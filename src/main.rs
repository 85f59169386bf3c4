//! tke-operator - reconciles TKEClusterConfig resources against Tencent Kubernetes Engine.
//!
//! This is the main entry point that:
//! - Parses flags and initializes structured logging
//! - Creates the Kubernetes client
//! - Optionally runs leader election
//! - Starts the controller and health server

use std::sync::Arc;
use std::time::Duration;

use clap::Parser;
use kube::Client;
use kube_leader_election::{LeaseLock, LeaseLockParams};
use tokio::signal;
use tracing::{error, info, warn};

use tke_operator::client::{CloudConnector, TencentConnector};
use tke_operator::config::OperatorConfig;
use tke_operator::health::{HealthState, run_health_server};
use tke_operator::run_controller;

/// Lease configuration
const LEASE_TTL_SECS: u64 = 15;
const LEASE_RENEW_INTERVAL_SECS: u64 = 5;

/// Grace period for in-flight reconciliations to complete during shutdown
const SHUTDOWN_GRACE_PERIOD_SECS: u64 = 5;

#[tokio::main]
async fn main() -> Result<(), Box<dyn std::error::Error>> {
    let config = OperatorConfig::parse();

    tracing_subscriber::fmt()
        .with_env_filter(
            tracing_subscriber::EnvFilter::from_default_env()
                .add_directive("tke_operator=info".parse()?)
                .add_directive("kube=info".parse()?)
                .add_directive("kube_leader_election=info".parse()?),
        )
        .json()
        .init();

    info!(
        default_region = %config.default_region,
        requeue_interval_secs = config.requeue_interval_secs,
        namespace = ?config.namespace,
        leader_elect = config.leader_elect,
        "Starting tke-operator"
    );

    let client = Client::try_default().await?;
    info!("Connected to Kubernetes cluster");

    let health_state = Arc::new(HealthState::new());

    // Probes should work even as non-leader
    let health_handle = {
        let health_state = health_state.clone();
        let port = config.health_port;
        tokio::spawn(async move {
            if let Err(e) = run_health_server(health_state, port).await {
                error!("Health server error: {}", e);
            }
        })
    };

    let lease_renewal_handle = if config.leader_elect {
        Some(acquire_leadership(&client, &config).await)
    } else {
        None
    };

    let controller_handle = {
        let health_state = health_state.clone();
        let controller_client = client.clone();
        let connector: Arc<dyn CloudConnector> = Arc::new(TencentConnector::new(
            &config.tke_endpoint,
            &config.as_endpoint,
        ));
        let settings = config.reconcile_settings();
        let namespace = config.namespace.clone();
        tokio::spawn(async move {
            run_controller(
                controller_client,
                Some(health_state),
                connector,
                settings,
                namespace.as_deref(),
            )
            .await;
        })
    };

    tokio::select! {
        result = controller_handle => {
            if let Err(e) = result {
                error!("Controller task panicked: {}", e);
            }
        }
        result = health_handle => {
            if let Err(e) = result {
                error!("Health server task panicked: {}", e);
            }
        }
        // Lease renewal only exits via process::exit() or panic
        result = async {
            match lease_renewal_handle {
                Some(handle) => handle.await,
                None => std::future::pending().await,
            }
        } => {
            if let Err(e) = result {
                error!("Lease renewal task panicked: {}", e);
            }
        }
        _ = shutdown_signal() => {
            info!("Received shutdown signal, initiating graceful shutdown...");

            health_state.set_ready(false).await;
            info!("Marked operator as not ready");

            info!(
                "Waiting {}s for in-flight reconciliations to complete...",
                SHUTDOWN_GRACE_PERIOD_SECS
            );
            tokio::time::sleep(Duration::from_secs(SHUTDOWN_GRACE_PERIOD_SECS)).await;

            info!("Grace period complete, shutting down");
        }
    }

    info!("Operator stopped");
    Ok(())
}

/// Block until this instance holds the lease, then keep renewing it.
///
/// Losing the lease exits the process so Kubernetes restarts it into a new election.
async fn acquire_leadership(
    client: &Client,
    config: &OperatorConfig,
) -> tokio::task::JoinHandle<()> {
    let holder_id = std::env::var("POD_NAME").unwrap_or_else(|_| {
        warn!("POD_NAME not set, using hostname");
        hostname::get()
            .map(|h| h.to_string_lossy().to_string())
            .unwrap_or_else(|_| "unknown".to_string())
    });

    info!(
        holder_id = %holder_id,
        namespace = %config.lock_namespace,
        lease_name = %config.lock_name,
        "Initializing leader election"
    );

    let lease_lock = LeaseLock::new(
        client.clone(),
        &config.lock_namespace,
        LeaseLockParams {
            holder_id,
            lease_name: config.lock_name.clone(),
            lease_ttl: Duration::from_secs(LEASE_TTL_SECS),
        },
    );

    info!("Waiting to acquire leadership...");
    loop {
        match lease_lock.try_acquire_or_renew().await {
            Ok(result) if result.acquired_lease => {
                info!("Acquired leadership");
                break;
            }
            Ok(_) => info!("Another instance is leader, waiting..."),
            Err(e) => warn!("Failed to acquire lease: {}, retrying...", e),
        }
        tokio::time::sleep(Duration::from_secs(LEASE_RENEW_INTERVAL_SECS)).await;
    }

    #[allow(clippy::exit)]
    let renewal = tokio::spawn(async move {
        loop {
            tokio::time::sleep(Duration::from_secs(LEASE_RENEW_INTERVAL_SECS)).await;

            match lease_lock.try_acquire_or_renew().await {
                Ok(result) if result.acquired_lease => {}
                Ok(_) => {
                    error!("Lost leadership! Shutting down...");
                    std::process::exit(1);
                }
                Err(e) => {
                    error!("Failed to renew lease: {}. Shutting down...", e);
                    std::process::exit(1);
                }
            }
        }
    });
    renewal
}

/// Wait for shutdown signal (SIGTERM or SIGINT)
///
/// Signal handler setup failures are fatal.
#[allow(clippy::expect_used)]
async fn shutdown_signal() {
    let ctrl_c = async {
        signal::ctrl_c()
            .await
            .expect("Failed to install Ctrl+C handler");
    };

    #[cfg(unix)]
    let terminate = async {
        signal::unix::signal(signal::unix::SignalKind::terminate())
            .expect("Failed to install SIGTERM handler")
            .recv()
            .await;
    };

    #[cfg(not(unix))]
    let terminate = std::future::pending::<()>();

    tokio::select! {
        _ = ctrl_c => {},
        _ = terminate => {},
    }
}
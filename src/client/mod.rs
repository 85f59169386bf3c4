//! Tencent Cloud client for the TKE operator.
//!
//! The reconciler talks to the cloud through the [`CloudApi`] trait; the
//! production implementation is [`TencentCloudClient`], a signed JSON client for
//! the TKE and Auto Scaling APIs.

pub mod cloud_api;
pub mod error;
pub mod parsing;
pub mod requests;
pub mod signing;
pub mod tencent;
pub mod types;

pub use cloud_api::{CloudApi, CloudConnector, Credential};
pub use error::CloudError;
pub use tencent::{TencentCloudClient, TencentConnector};
pub use types::{
    AutoScalingGroup, ClusterStatus, EndpointStatus, InstanceState, LaunchConfiguration,
    NodePoolLifeState, RemoteCluster, RemoteInstance, RemoteNodePool,
};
════════════════════
● PROBLEM TO SOLVE
Lines containing the word "tokio" must all be returned from the material above.

● SOLUTION
use tokio::signal;
#[tokio::main]
        tokio::spawn(async move {
        tokio::spawn(async move {
    tokio::select! {
            tokio::time::sleep(Duration::from_secs(SHUTDOWN_GRACE_PERIOD_SECS)).await;
) -> tokio::task::JoinHandle<()> {
        tokio::time::sleep(Duration::from_secs(LEASE_RENEW_INTERVAL_SECS)).await;
    let renewal = tokio::spawn(async move {
            tokio::time::sleep(Duration::from_secs(LEASE_RENEW_INTERVAL_SECS)).await;
    tokio::select! {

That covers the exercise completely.